Él, por su parte, tras la enfermedad y muerte de sus padres, al enterarse del casamiento de Jacinta decide enterrar el pasado. Conoce luego a una mujer formal, sin amor verdadero pero con la estabilidad de un martes soleado. Construyen juntos una rutina apacible.
Ahora, la ley es la ley. ¿Tendré que cederle la mitad?, pregunta la viuda en voz baja.
Qué extraño: aquel testamento, prueba incuestionable de su amor juvenil, es ahora la razón de su sobresalto. Tomaré esta mitad como recuerdo de él, se dice Jacinta.
Ahora, la mitad de tu herencia es mía le susurra la mujer del otro tiempo.
Y no es cualquier mitad: el piso de Atocha, la casa de Ávila, un SEAT León y setenta mil euros en el banco.
El corazón de la viuda se encoge. Primero la muerte, ahora esto, que sabe a traición y sueño mal hilado.

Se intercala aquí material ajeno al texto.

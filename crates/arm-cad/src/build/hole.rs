//! Hole cutter

use glam::DVec3;
use serde::{Deserialize, Serialize};
use uuid::Uuid;

use super::{BuildResult, boolean::cut, require_positive};
use crate::document::{Document, ObjectKind};
use crate::math::{Placement, Rotation};

/// Cross-section of a hole tool
#[derive(Debug, Clone, Copy, PartialEq, Default, Serialize, Deserialize)]
pub enum HoleProfile {
    /// Cylinder of the hole diameter
    #[default]
    Round,
    /// Box centered on the hole axis
    Rect { length: f64, width: f64 },
}

/// Description of a subtractive tool
///
/// The tool extends along its local +Z by `height` from `position`. With
/// `through` set it is shifted back by half its height along its own
/// rotated axis, so it straddles `position`.
#[derive(Debug, Clone, PartialEq, Serialize, Deserialize)]
pub struct HoleSpec {
    pub diameter: f64,
    pub height: f64,
    pub position: DVec3,
    pub rotation: Rotation,
    pub through: bool,
    pub profile: HoleProfile,
}

impl HoleSpec {
    /// Round blind hole along +Z
    pub fn new(diameter: f64, height: f64, position: DVec3) -> Self {
        Self {
            diameter,
            height,
            position,
            rotation: Rotation::default(),
            through: false,
            profile: HoleProfile::Round,
        }
    }

    /// Rectangular pocket tool
    pub fn rect(length: f64, width: f64, height: f64, position: DVec3) -> Self {
        Self {
            profile: HoleProfile::Rect { length, width },
            ..Self::new(length.max(width), height, position)
        }
    }

    pub fn through(mut self) -> Self {
        self.through = true;
        self
    }

    pub fn rotated(mut self, rotation: impl Into<Rotation>) -> Self {
        self.rotation = rotation.into();
        self
    }

    /// Placement of the tool's axis origin
    pub fn tool_placement(&self) -> Placement {
        let rotation = self.rotation.to_quat();
        let mut base = self.position;
        if self.through {
            base -= rotation * DVec3::new(0.0, 0.0, self.height / 2.0);
        }
        Placement::new(base, rotation)
    }

    fn validate(&self) -> BuildResult<()> {
        require_positive("hole height", self.height)?;
        match self.profile {
            HoleProfile::Round => require_positive("hole diameter", self.diameter),
            HoleProfile::Rect { length, width } => {
                require_positive("hole length", length)?;
                require_positive("hole width", width)
            }
        }
    }
}

/// Cut the tool described by `spec` out of `part`, returning the cut object
///
/// A tool that misses the part leaves its shape unchanged.
pub fn make_hole(doc: &mut Document, part: Uuid, spec: &HoleSpec) -> BuildResult<Uuid> {
    spec.validate()?;
    let placement = spec.tool_placement();

    let tool = match spec.profile {
        HoleProfile::Round => doc.add_object(
            "Hole",
            ObjectKind::Cylinder {
                radius: spec.diameter / 2.0,
                height: spec.height,
            },
            placement,
        )?,
        HoleProfile::Rect { length, width } => {
            let centering = Placement::from_translation(DVec3::new(-length / 2.0, -width / 2.0, 0.0));
            doc.add_object(
                "Hole",
                ObjectKind::Box {
                    length,
                    width,
                    height: spec.height,
                },
                placement.multiply(&centering),
            )?
        }
    };
    cut(doc, part, tool)
}

#[cfg(test)]
mod tests {
    use super::*;
    use crate::build::{BuildError, create_cylinder};
    use crate::math::EulerDeg;
    use approx::assert_relative_eq;

    fn assert_vec_eq(a: DVec3, b: DVec3) {
        assert_relative_eq!(a.x, b.x, epsilon = 1e-9);
        assert_relative_eq!(a.y, b.y, epsilon = 1e-9);
        assert_relative_eq!(a.z, b.z, epsilon = 1e-9);
    }

    #[test]
    fn test_blind_hole_placement() {
        let spec = HoleSpec::new(8.0, 20.0, DVec3::new(1.0, 2.0, 3.0));
        let p = spec.tool_placement();
        assert_eq!(p.base, DVec3::new(1.0, 2.0, 3.0));
    }

    #[test]
    fn test_through_shift_straight() {
        let spec = HoleSpec::new(7.0, 1000.0, DVec3::new(85.0, 0.0, 5.0)).through();
        let p = spec.tool_placement();
        assert_vec_eq(p.base, DVec3::new(85.0, 0.0, -495.0));
    }

    #[test]
    fn test_through_shift_follows_composed_rotation() {
        let position = DVec3::new(10.0, -4.0, 20.0);
        let height = 60.0;
        let rotation = Rotation::composed(&[(0.0, 90.0, 0.0), (45.0, 0.0, 0.0)]);
        let spec = HoleSpec::new(8.5, height, position)
            .rotated(rotation.clone())
            .through();

        let p = spec.tool_placement();
        // The tool axis points radially at 45 degrees, so the shift is along it
        let (s, c) = 45f64.to_radians().sin_cos();
        let expected = position - DVec3::new(c, s, 0.0) * (height / 2.0);
        assert_vec_eq(p.base, expected);
        assert_vec_eq(p.base, position - rotation.to_quat() * DVec3::new(0.0, 0.0, height / 2.0));
        // Not a world-axis shift
        assert!((p.base - (position - DVec3::new(0.0, 0.0, height / 2.0))).length() > 1.0);
    }

    #[test]
    fn test_hole_through_part() {
        let mut doc = Document::new("test");
        let base = create_cylinder(&mut doc, 10.0, 95.0, DVec3::ZERO).unwrap();
        let spec = HoleSpec::new(7.0, 1000.0, DVec3::new(85.0, 0.0, 0.0)).through();
        let cut = make_hole(&mut doc, base, &spec).unwrap();

        assert_eq!(doc.object(cut).unwrap().name, "Cut");
        assert_eq!(doc.bounds(cut).unwrap(), doc.bounds(base).unwrap());
        let hole = doc.find_by_name("Hole").unwrap();
        let hb = doc.bounds(hole.id).unwrap();
        assert_relative_eq!(hb.min.z, -500.0, epsilon = 1e-9);
        assert_relative_eq!(hb.max.z, 500.0, epsilon = 1e-9);
    }

    #[test]
    fn test_hole_outside_part_leaves_it_unchanged() {
        let mut doc = Document::new("test");
        let base = create_cylinder(&mut doc, 5.0, 10.0, DVec3::ZERO).unwrap();
        let spec = HoleSpec::new(2.0, 5.0, DVec3::new(500.0, 0.0, 0.0));
        let cut = make_hole(&mut doc, base, &spec).unwrap();
        assert_eq!(doc.bounds(cut).unwrap(), doc.bounds(base).unwrap());
    }

    #[test]
    fn test_rect_hole_trims_part() {
        let mut doc = Document::new("test");
        let base = crate::build::create_centered_rectangle(&mut doc, 80.0, 80.0, 40.0, "Block")
            .unwrap();
        // Slab covering the top 10 mm of the block
        let spec = HoleSpec::rect(100.0, 100.0, 20.0, DVec3::new(0.0, 0.0, 30.0));
        let cut = make_hole(&mut doc, base, &spec).unwrap();
        let b = doc.bounds(cut).unwrap();
        assert_relative_eq!(b.max.z, 30.0, epsilon = 1e-9);
    }

    #[test]
    fn test_rect_hole_is_centered_on_axis() {
        let spec = HoleSpec::rect(6.0, 10.0, 2.0, DVec3::new(70.0, 0.0, 8.0))
            .rotated(EulerDeg::yaw(90.0));
        let mut doc = Document::new("test");
        let base = create_cylinder(&mut doc, 10.0, 95.0, DVec3::ZERO).unwrap();
        make_hole(&mut doc, base, &spec).unwrap();
        let tool = doc.find_by_name("Hole").unwrap();
        let b = doc.bounds(tool.id).unwrap();
        assert_vec_eq(b.center(), DVec3::new(70.0, 0.0, 9.0));
        assert_relative_eq!(b.size().x, 10.0, epsilon = 1e-9);
        assert_relative_eq!(b.size().y, 6.0, epsilon = 1e-9);
    }

    #[test]
    fn test_invalid_hole_rejected() {
        let mut doc = Document::new("test");
        let base = create_cylinder(&mut doc, 10.0, 95.0, DVec3::ZERO).unwrap();
        let spec = HoleSpec::new(0.0, 10.0, DVec3::ZERO);
        assert!(matches!(
            make_hole(&mut doc, base, &spec),
            Err(BuildError::InvalidParameter(_))
        ));
    }
}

Tantos años juntos y nunca una palabra sobre aquella antigua promesa.
Pero la ley es inflexible, incluso en los laberintos oníricos: debe entregar la suma.
Pone un pleito, entre nubes y manecillas de relojes torcidos, pero todo queda igual: solo los nervios pierden redondez.
Finalmente, Jacinta recibe el dinero.
Compra un piso nuevo en Alicante, cruza los dedos, y se va al mar con su hija Sonsoles.
Gracias susurra, cada mañana, a la brisa, a las olas, a los giros quietos de la memoria.